During the design phase of a project lifecycle, the BIM is applicable and essential since it eases the activities in this phase by reducing the cost in changing the electrons in this design phase than using a jackhammer in removing a wall (Jung & Joo, 2011). Therefore, to engineers using the BIM application, it is easier to change the electrons compared to an engineer who does not apply the BIM. According to Jung and Joo (2011), the process of Value engineering VE, the BIM enables projects to conserve energy by enhancing an easier feedback of data that in interactive concern the consequences of the decision-making. It is advantageous in using the BIM in a construction project since it provides a virtual walkthrough of the current 3 D designs and providing an electronic model analyzed mathematically for the compliance with the system's codes.
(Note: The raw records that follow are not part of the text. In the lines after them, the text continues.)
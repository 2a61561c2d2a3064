pub mod prelude;

pub mod donation;
pub mod donor;
pub mod volunteer;
pub mod volunteer_shift;
use axum::{
    Json,
    http::StatusCode,
    response::{IntoResponse, Response},
};
use serde_json::json;

use crate::impact::ImpactError;
use crate::import::ImportError;
use crate::store::StoreError;

#[derive(Debug, thiserror::Error)]
pub enum AppError {
    #[error("{0}")]
    Validation(String),

    #[error("{0}")]
    NotFound(String),

    #[error(transparent)]
    Database(sea_orm::DbErr),

    #[error(transparent)]
    Import(#[from] ImportError),

    #[error(transparent)]
    Template(#[from] minijinja::Error),
}

impl From<ImpactError> for AppError {
    fn from(err: ImpactError) -> Self {
        AppError::Validation(err.to_string())
    }
}

impl From<StoreError> for AppError {
    fn from(err: StoreError) -> Self {
        match err {
            StoreError::Seaorm(e) => AppError::Database(e),
            invalid @ StoreError::InvalidEmail(_) => AppError::Validation(invalid.to_string()),
        }
    }
}

impl IntoResponse for AppError {
    fn into_response(self) -> Response {
        let status = match &self {
            AppError::Validation(_) | AppError::Import(_) => StatusCode::BAD_REQUEST,
            AppError::NotFound(_) => StatusCode::NOT_FOUND,
            AppError::Database(e) => {
                tracing::error!("Database error: {:?}", e);
                StatusCode::INTERNAL_SERVER_ERROR
            }
            AppError::Template(e) => {
                tracing::error!("Template error: {:?}", e);
                StatusCode::INTERNAL_SERVER_ERROR
            }
        };
        let message = match status {
            StatusCode::INTERNAL_SERVER_ERROR => "Internal server error".to_string(),
            _ => self.to_string(),
        };
        (status, Json(json!({ "error": message }))).into_response()
    }
}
In the model of collision detection, the BIM will allow conflict elimination leading to change orders through a pipeline collision model of detection. Design information plays an important part in the formation process of collision by obtaining the spatial data needed by the collision model first. In addition, there is generation geometrical data like the coordinates, sizes structural components pipelines connections, equipment and the types of components for building. The extracted information is combined into one subsystem forming the sub model of collision by first entering the appropriate indicators of detection and the empirical data or regulatory requirements (Zhou, Whyte & Sacks, 2012).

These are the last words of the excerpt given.